▸ **Work instructions**: Which lines of the entries below run from the one holding "use std::sync::Arc;" to the one holding "adding an option to a ballot", inclusive? Set down exactly those lines and no others.

[Exercise materials — start]

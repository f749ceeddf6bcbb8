//! Command line definitions

pub mod commands;
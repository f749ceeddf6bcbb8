//! Create Option use case
//!
//! Adds an option to a ballot and seeds its correlation rows against every
//! option created before it. The ballot is locked exclusively for the whole
//! operation, so no vote or suggestion request can observe the option before
//! its rows exist. If the rows cannot be created the option is removed again.

use crate::locks::LockRegistry;
use crate::ports::correlation_repository::CorrelationRepository;
use crate::ports::vote_event_logger::{VoteEvent, VoteEventLogger};
use crate::ports::voting_repository::VotingRepository;
use concord_domain::{BallotId, BallotOption, DomainError, OptionId, validate_label};
use serde_json::json;
use std::sync::Arc;
use tracing::{debug, error, info};

/// Input for the CreateOption use case
#[derive(Debug, Clone)]
pub struct CreateOptionInput {
    pub ballot: BallotId,
    pub label: String,
}

impl CreateOptionInput {
    pub fn new(ballot: BallotId, label: impl Into<String>) -> Self {
        Self {
            ballot,
            label: label.into(),
        }
    }
}

/// Use case for adding an option to a ballot
pub struct CreateOptionUseCase<V: VotingRepository + 'static, C: CorrelationRepository + 'static> {
    voting: Arc<V>,
    correlations: Arc<C>,
    locks: Arc<LockRegistry>,
    events: Arc<dyn VoteEventLogger>,
}

impl<V: VotingRepository + 'static, C: CorrelationRepository + 'static> CreateOptionUseCase<V, C> {
    pub fn new(
        voting: Arc<V>,
        correlations: Arc<C>,
        locks: Arc<LockRegistry>,
        events: Arc<dyn VoteEventLogger>,
    ) -> Self {
        Self {
            voting,
            correlations,
            locks,
            events,
        }
    }

    pub async fn execute(&self, input: CreateOptionInput) -> Result<BallotOption, DomainError> {
        let label = validate_label(&input.label)?;
        let ballot = self.voting.get_ballot(input.ballot).await?;

        let _barrier = self.locks.write_ballot(ballot.id).await;

        let existing: Vec<OptionId> = self
            .voting
            .options_in_ballot(ballot.id)
            .await?
            .into_iter()
            .map(|o| o.id)
            .collect();

        let option = self.voting.create_option(ballot.id, &label).await?;
        info!(
            "Created option {} '{}' in ballot '{}'",
            option.id, option.label, ballot.label
        );
        self.events.log(VoteEvent::new(
            "option_created",
            json!({
                "ballot": ballot.id,
                "option": option.id,
                "label": option.label,
            }),
        ));

        let created = match self
            .correlations
            .initialize_option_correlations(option.id, &existing)
            .await
        {
            Ok(created) => created,
            Err(e) => {
                error!(
                    "Correlation initialization failed for option {}: {}",
                    option.id, e
                );
                // Still under the barrier: nobody has seen the option yet
                self.voting.delete_option(option.id).await?;
                self.events.log(VoteEvent::new(
                    "option_deleted",
                    json!({ "ballot": ballot.id, "option": option.id }),
                ));
                return Err(e);
            }
        };

        debug!(
            "Initialized {} correlation rows for option {} against {} existing options",
            created,
            option.id,
            existing.len()
        );
        if created > 0 {
            self.events.log(VoteEvent::new(
                "correlations_initialized",
                json!({
                    "option": option.id,
                    "existing": existing,
                    "rows": created,
                }),
            ));
        }

        Ok(option)
    }
}

#[cfg(test)]
mod tests {
    use super::*;
    use crate::ports::vote_event_logger::NoEventLogger;
    use crate::use_cases::test_support::{MemoryCorrelations, MemoryVoting};
    use concord_domain::{Correlation, CorrelationKey};

    fn use_case(
        voting: &Arc<MemoryVoting>,
        correlations: &Arc<MemoryCorrelations>,
    ) -> CreateOptionUseCase<MemoryVoting, MemoryCorrelations> {
        CreateOptionUseCase::new(
            voting.clone(),
            correlations.clone(),
            Arc::new(LockRegistry::new()),
            Arc::new(NoEventLogger),
        )
    }

    #[tokio::test]
    async fn test_first_option_creates_no_rows() {
        let voting = Arc::new(MemoryVoting::default());
        let correlations = Arc::new(MemoryCorrelations::default());
        let ballot = voting.create_ballot("Colors").await.unwrap();

        use_case(&voting, &correlations)
            .execute(CreateOptionInput::new(ballot.id, "Red"))
            .await
            .unwrap();

        assert_eq!(correlations.row_count().await, 0);
    }

    #[tokio::test]
    async fn test_each_pair_gets_four_neutral_rows() {
        let voting = Arc::new(MemoryVoting::default());
        let correlations = Arc::new(MemoryCorrelations::default());
        let ballot = voting.create_ballot("Colors").await.unwrap();
        let create = use_case(&voting, &correlations);

        let red = create
            .execute(CreateOptionInput::new(ballot.id, "Red"))
            .await
            .unwrap();
        let blue = create
            .execute(CreateOptionInput::new(ballot.id, "Blue"))
            .await
            .unwrap();
        create
            .execute(CreateOptionInput::new(ballot.id, "Green"))
            .await
            .unwrap();

        // 3 pairs x 4 rows
        assert_eq!(correlations.row_count().await, 12);
        for key in [
            CorrelationKey::new(red.id, true, blue.id),
            CorrelationKey::new(red.id, false, blue.id),
            CorrelationKey::new(blue.id, true, red.id),
            CorrelationKey::new(blue.id, false, red.id),
        ] {
            assert_eq!(
                correlations.get_correlation(&key).await.unwrap(),
                Correlation::default()
            );
        }
    }

    #[tokio::test]
    async fn test_options_in_other_ballots_are_not_paired() {
        let voting = Arc::new(MemoryVoting::default());
        let correlations = Arc::new(MemoryCorrelations::default());
        let colors = voting.create_ballot("Colors").await.unwrap();
        let shapes = voting.create_ballot("Shapes").await.unwrap();
        let create = use_case(&voting, &correlations);

        create
            .execute(CreateOptionInput::new(colors.id, "Red"))
            .await
            .unwrap();
        create
            .execute(CreateOptionInput::new(shapes.id, "Circle"))
            .await
            .unwrap();

        assert_eq!(correlations.row_count().await, 0);
    }

    #[tokio::test]
    async fn test_blank_label_rejected() {
        let voting = Arc::new(MemoryVoting::default());
        let correlations = Arc::new(MemoryCorrelations::default());
        let ballot = voting.create_ballot("Colors").await.unwrap();

        let err = use_case(&voting, &correlations)
            .execute(CreateOptionInput::new(ballot.id, "   "))
            .await
            .unwrap_err();
        assert!(err.is_invalid_argument());
    }

    #[tokio::test]
    async fn test_duplicate_rows_surface_constraint_violation() {
        let voting = Arc::new(MemoryVoting::default());
        let correlations = Arc::new(MemoryCorrelations::default());
        let ballot = voting.create_ballot("Colors").await.unwrap();
        let create = use_case(&voting, &correlations);

        let red = create
            .execute(CreateOptionInput::new(ballot.id, "Red"))
            .await
            .unwrap();
        let blue = create
            .execute(CreateOptionInput::new(ballot.id, "Blue"))
            .await
            .unwrap();

        let err = correlations
            .initialize_option_correlations(blue.id, &[red.id])
            .await
            .unwrap_err();
        assert!(err.is_constraint_violation());
        assert_eq!(correlations.row_count().await, 4);
    }

    #[tokio::test]
    async fn test_failed_row_init_removes_option() {
        let voting = Arc::new(MemoryVoting::default());
        let correlations = Arc::new(MemoryCorrelations::default());
        let ballot = voting.create_ballot("Colors").await.unwrap();
        let create = use_case(&voting, &correlations);

        let red = create
            .execute(CreateOptionInput::new(ballot.id, "Red"))
            .await
            .unwrap();

        // Ids come from one counter: the next option gets red + 1
        let next = OptionId::new(red.id.get() + 1);
        correlations
            .initialize_option_correlations(next, &[red.id])
            .await
            .unwrap();

        let err = create
            .execute(CreateOptionInput::new(ballot.id, "Blue"))
            .await
            .unwrap_err();
        assert!(err.is_constraint_violation());

        let labels: Vec<String> = voting
            .options_in_ballot(ballot.id)
            .await
            .unwrap()
            .into_iter()
            .map(|o| o.label)
            .collect();
        assert_eq!(labels, vec!["Red"]);
        assert_eq!(correlations.row_count().await, 4);
    }
}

[Exercise materials — finish]

▸ **Exercise solution**:
use std::sync::Arc;
use tracing::{debug, error, info};

/// Input for the CreateOption use case
#[derive(Debug, Clone)]
pub struct CreateOptionInput {
    pub ballot: BallotId,
    pub label: String,
}

impl CreateOptionInput {
    pub fn new(ballot: BallotId, label: impl Into<String>) -> Self {
        Self {
            ballot,
            label: label.into(),
        }
    }
}

/// Use case for adding an option to a ballot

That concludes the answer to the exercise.